Records to use:
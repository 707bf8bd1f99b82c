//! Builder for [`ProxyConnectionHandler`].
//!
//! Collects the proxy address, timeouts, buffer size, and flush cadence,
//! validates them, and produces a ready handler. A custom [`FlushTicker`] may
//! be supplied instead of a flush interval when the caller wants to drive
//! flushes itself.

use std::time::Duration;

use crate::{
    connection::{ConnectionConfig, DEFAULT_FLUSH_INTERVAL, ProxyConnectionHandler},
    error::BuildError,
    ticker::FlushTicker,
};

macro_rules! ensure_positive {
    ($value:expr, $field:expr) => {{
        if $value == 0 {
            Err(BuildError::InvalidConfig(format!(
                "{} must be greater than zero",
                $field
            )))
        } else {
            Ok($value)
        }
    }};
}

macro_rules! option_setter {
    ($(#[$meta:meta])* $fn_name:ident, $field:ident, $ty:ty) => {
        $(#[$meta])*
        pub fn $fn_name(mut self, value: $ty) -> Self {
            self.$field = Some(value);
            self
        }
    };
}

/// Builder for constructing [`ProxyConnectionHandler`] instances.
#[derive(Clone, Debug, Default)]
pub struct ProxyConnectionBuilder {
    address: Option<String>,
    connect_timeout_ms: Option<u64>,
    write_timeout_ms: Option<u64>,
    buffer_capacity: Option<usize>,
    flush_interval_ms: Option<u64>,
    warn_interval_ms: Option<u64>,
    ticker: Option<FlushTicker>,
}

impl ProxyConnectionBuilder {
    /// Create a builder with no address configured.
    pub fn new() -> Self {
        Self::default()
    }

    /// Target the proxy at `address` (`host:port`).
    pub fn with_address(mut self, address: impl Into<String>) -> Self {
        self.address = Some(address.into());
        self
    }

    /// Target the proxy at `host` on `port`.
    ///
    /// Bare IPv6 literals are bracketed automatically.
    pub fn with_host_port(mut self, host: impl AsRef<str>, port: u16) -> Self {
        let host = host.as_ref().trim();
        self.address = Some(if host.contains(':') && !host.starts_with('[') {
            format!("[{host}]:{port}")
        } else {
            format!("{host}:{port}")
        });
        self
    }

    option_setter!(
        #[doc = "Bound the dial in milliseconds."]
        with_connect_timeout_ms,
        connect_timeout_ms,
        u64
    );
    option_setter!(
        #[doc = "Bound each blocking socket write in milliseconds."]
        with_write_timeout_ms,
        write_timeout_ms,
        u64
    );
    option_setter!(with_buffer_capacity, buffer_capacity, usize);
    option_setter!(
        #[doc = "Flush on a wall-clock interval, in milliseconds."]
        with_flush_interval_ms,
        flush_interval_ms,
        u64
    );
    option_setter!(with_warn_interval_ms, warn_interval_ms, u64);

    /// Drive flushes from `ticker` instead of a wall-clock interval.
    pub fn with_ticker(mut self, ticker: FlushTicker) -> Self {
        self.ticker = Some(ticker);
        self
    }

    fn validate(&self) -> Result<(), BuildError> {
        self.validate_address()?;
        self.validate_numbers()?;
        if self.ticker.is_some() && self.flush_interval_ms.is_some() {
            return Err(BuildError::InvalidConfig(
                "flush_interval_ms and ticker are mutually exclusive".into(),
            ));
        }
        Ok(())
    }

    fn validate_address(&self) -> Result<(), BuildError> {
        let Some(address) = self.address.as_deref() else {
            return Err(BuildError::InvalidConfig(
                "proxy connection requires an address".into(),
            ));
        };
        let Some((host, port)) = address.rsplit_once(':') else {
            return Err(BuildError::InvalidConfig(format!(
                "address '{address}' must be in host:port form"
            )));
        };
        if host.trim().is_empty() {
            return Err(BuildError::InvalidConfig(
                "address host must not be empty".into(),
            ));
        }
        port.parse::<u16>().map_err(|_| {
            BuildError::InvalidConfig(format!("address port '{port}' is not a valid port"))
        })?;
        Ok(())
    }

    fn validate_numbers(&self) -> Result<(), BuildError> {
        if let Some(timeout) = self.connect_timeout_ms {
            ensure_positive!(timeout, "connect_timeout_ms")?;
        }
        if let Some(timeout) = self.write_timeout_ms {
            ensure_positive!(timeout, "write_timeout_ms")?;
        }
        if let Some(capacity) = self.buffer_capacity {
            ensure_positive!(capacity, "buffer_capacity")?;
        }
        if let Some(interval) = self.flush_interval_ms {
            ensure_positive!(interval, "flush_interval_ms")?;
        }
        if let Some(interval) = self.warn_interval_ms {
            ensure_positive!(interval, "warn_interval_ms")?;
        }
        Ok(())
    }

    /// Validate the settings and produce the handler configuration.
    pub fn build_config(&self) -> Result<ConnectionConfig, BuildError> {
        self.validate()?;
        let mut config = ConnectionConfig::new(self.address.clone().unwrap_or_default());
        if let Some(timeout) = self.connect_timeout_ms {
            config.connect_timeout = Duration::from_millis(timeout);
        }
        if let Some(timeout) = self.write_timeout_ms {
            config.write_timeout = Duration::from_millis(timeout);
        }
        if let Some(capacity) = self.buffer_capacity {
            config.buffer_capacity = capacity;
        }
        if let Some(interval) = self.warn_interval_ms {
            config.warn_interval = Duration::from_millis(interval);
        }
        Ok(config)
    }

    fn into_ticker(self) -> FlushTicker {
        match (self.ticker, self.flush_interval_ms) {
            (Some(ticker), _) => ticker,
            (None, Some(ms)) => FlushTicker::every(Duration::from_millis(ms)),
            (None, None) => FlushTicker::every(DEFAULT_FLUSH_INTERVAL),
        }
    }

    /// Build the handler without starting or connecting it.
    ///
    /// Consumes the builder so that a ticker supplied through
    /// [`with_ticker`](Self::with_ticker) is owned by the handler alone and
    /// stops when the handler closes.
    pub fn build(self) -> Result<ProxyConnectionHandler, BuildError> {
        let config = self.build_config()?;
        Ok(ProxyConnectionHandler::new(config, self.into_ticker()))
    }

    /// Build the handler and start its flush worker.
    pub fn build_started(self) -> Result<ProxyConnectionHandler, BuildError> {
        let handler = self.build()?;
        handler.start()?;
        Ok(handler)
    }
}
* * *
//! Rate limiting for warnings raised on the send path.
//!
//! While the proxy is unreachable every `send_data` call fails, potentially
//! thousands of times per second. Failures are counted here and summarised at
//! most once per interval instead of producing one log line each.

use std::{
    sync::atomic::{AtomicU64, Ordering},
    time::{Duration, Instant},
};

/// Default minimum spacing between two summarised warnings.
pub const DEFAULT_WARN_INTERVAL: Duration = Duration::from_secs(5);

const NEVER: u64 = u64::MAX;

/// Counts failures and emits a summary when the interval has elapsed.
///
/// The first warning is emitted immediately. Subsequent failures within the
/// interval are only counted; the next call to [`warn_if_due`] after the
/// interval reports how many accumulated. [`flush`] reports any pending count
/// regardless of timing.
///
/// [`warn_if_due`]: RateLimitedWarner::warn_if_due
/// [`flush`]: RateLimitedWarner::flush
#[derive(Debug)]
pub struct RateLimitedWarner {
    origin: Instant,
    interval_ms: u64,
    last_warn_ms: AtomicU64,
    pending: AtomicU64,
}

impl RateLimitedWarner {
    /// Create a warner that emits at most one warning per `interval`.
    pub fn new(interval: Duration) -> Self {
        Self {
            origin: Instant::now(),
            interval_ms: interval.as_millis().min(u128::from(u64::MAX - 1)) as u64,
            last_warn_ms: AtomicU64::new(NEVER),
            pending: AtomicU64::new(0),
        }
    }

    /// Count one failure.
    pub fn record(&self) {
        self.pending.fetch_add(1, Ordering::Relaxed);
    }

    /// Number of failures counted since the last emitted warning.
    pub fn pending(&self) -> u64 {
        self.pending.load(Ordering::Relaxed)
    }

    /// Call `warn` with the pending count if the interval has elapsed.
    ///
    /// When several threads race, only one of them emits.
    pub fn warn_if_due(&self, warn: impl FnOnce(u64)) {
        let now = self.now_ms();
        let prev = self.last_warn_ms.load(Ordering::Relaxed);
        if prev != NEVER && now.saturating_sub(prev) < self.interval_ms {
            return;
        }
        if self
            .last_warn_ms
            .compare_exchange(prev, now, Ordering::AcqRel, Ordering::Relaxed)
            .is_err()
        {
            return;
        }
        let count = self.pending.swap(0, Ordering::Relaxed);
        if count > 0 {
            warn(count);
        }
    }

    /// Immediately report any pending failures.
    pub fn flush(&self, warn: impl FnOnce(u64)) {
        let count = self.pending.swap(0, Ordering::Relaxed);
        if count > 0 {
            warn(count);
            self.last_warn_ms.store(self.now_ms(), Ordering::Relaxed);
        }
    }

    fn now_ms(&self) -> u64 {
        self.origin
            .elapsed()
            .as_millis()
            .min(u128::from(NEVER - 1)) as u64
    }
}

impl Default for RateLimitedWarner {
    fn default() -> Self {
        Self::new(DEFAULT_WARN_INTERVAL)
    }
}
...
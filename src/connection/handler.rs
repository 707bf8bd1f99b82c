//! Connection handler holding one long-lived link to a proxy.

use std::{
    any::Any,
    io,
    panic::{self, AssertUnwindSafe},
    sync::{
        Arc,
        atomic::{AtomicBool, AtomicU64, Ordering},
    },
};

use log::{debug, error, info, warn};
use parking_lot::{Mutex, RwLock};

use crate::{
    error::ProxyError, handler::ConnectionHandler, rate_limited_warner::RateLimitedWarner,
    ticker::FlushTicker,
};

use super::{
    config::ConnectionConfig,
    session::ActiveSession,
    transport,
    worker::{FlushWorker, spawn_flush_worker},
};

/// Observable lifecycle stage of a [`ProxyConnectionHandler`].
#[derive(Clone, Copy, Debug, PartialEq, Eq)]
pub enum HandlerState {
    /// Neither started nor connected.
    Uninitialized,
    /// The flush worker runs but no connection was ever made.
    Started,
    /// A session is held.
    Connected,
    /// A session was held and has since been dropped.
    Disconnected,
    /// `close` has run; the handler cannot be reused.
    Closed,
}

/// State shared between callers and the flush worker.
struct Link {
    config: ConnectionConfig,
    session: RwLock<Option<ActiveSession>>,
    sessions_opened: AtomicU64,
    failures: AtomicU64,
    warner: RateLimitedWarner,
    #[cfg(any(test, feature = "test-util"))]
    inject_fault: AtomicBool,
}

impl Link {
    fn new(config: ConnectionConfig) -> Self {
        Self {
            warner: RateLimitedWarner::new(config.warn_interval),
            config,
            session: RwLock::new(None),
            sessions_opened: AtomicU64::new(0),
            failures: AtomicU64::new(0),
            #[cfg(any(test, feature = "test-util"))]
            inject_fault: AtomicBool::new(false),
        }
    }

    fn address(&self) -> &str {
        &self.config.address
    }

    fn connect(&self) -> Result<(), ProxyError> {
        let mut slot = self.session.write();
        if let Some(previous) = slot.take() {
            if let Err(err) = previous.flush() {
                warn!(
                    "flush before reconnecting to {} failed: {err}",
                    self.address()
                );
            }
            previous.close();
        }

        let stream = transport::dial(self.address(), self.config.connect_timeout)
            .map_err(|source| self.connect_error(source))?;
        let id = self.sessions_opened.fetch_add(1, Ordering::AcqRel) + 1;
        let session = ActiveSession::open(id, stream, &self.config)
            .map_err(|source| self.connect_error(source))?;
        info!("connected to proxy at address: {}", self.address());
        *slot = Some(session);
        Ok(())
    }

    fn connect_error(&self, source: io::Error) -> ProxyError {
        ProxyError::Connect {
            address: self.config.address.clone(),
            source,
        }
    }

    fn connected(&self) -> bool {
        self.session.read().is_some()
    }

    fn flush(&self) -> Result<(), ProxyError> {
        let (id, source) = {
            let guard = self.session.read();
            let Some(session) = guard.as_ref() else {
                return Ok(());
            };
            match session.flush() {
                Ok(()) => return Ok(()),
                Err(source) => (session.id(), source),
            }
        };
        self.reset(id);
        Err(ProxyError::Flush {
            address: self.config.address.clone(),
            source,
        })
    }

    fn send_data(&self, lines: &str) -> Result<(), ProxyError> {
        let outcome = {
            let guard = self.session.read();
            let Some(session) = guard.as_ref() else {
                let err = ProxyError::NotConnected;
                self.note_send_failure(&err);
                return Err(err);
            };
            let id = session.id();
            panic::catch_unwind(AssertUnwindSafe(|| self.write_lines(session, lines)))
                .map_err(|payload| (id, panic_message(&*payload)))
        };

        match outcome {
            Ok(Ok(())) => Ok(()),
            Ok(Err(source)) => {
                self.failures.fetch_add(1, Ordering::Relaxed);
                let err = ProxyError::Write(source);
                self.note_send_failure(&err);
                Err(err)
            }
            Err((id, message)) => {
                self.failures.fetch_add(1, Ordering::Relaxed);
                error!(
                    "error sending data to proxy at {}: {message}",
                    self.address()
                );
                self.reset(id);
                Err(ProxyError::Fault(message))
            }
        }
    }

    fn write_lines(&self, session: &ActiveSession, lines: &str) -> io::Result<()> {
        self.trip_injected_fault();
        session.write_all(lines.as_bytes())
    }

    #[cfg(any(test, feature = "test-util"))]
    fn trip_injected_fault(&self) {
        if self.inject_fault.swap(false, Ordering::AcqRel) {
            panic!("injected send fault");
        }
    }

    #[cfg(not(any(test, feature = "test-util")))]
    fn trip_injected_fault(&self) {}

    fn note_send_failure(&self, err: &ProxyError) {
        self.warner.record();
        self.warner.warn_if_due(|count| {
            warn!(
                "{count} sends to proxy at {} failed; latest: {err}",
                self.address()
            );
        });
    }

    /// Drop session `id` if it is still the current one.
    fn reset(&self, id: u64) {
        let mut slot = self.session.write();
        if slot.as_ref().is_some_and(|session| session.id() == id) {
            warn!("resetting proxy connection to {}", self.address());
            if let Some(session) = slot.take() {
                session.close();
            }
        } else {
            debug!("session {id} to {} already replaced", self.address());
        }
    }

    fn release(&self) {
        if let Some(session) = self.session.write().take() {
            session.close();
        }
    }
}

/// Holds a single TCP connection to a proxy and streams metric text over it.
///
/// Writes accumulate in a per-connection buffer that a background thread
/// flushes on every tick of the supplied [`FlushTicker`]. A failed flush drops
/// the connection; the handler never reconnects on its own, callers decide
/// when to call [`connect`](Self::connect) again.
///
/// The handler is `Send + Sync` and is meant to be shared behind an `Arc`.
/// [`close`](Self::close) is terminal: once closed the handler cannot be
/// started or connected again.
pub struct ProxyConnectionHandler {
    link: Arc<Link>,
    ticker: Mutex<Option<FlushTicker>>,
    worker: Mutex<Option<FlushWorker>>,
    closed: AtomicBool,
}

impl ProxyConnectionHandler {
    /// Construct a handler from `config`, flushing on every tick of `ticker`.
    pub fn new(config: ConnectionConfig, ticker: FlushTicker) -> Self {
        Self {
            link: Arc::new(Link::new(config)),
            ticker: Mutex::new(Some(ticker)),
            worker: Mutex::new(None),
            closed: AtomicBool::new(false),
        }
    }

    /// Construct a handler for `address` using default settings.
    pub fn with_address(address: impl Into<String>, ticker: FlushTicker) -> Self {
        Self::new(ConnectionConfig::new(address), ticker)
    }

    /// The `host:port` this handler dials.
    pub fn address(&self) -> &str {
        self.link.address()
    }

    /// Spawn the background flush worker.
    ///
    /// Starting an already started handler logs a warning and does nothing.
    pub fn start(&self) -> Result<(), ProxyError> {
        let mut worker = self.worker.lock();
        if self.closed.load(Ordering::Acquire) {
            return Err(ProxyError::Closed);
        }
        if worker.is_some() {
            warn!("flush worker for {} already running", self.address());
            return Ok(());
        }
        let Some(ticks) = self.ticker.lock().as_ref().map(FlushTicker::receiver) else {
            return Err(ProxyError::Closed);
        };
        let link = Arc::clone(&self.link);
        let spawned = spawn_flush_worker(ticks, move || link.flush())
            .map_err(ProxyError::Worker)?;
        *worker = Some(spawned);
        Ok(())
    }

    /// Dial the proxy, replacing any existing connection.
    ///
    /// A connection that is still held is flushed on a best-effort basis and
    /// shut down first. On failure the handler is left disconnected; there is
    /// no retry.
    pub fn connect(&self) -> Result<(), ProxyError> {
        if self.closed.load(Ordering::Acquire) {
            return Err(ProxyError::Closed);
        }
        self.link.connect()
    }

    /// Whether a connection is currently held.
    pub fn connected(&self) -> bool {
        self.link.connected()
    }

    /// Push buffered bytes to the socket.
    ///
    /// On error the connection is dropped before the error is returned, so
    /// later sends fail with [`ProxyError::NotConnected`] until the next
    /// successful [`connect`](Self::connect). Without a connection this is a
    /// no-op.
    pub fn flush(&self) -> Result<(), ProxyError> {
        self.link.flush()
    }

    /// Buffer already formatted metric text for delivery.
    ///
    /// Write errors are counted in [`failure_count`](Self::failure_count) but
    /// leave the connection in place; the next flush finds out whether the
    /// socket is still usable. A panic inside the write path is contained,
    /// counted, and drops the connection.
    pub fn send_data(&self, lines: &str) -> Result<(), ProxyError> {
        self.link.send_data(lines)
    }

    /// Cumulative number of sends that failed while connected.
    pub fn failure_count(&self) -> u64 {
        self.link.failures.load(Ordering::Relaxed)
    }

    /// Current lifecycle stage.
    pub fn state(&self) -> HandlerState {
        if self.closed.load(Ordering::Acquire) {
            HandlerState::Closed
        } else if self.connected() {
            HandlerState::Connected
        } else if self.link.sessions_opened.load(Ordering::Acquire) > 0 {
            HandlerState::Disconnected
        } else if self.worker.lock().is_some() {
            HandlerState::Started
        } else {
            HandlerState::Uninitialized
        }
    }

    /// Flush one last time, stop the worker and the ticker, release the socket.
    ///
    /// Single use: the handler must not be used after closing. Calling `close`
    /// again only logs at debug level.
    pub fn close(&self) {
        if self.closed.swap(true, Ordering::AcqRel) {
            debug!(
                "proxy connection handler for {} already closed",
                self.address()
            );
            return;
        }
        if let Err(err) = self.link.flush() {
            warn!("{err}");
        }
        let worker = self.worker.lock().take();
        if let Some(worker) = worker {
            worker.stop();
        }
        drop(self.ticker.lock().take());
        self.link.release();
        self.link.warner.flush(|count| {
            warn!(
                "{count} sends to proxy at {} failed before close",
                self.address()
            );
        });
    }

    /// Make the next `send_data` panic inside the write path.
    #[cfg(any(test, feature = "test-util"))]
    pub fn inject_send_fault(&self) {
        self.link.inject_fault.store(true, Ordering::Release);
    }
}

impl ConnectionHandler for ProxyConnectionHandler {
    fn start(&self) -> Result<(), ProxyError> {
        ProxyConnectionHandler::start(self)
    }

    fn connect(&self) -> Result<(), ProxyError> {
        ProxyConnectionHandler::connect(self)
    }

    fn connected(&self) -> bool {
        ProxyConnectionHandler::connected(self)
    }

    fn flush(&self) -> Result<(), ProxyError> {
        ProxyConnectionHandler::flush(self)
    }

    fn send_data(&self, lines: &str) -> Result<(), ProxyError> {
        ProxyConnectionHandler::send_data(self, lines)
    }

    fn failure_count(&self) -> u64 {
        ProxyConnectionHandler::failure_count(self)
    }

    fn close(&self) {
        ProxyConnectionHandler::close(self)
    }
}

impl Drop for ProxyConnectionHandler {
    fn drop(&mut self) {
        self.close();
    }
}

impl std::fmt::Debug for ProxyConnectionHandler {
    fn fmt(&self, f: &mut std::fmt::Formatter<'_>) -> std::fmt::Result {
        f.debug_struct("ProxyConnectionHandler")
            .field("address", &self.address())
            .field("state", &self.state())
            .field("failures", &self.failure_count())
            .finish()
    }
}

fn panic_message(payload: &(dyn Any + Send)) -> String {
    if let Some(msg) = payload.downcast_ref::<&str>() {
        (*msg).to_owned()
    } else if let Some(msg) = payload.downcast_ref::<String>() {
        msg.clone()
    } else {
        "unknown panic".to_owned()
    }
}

Task brief: Lines in the listing above that contain the word "trim" must be copied; leave out the rest.

Response:
        let host = host.as_ref().trim();
        if host.trim().is_empty() {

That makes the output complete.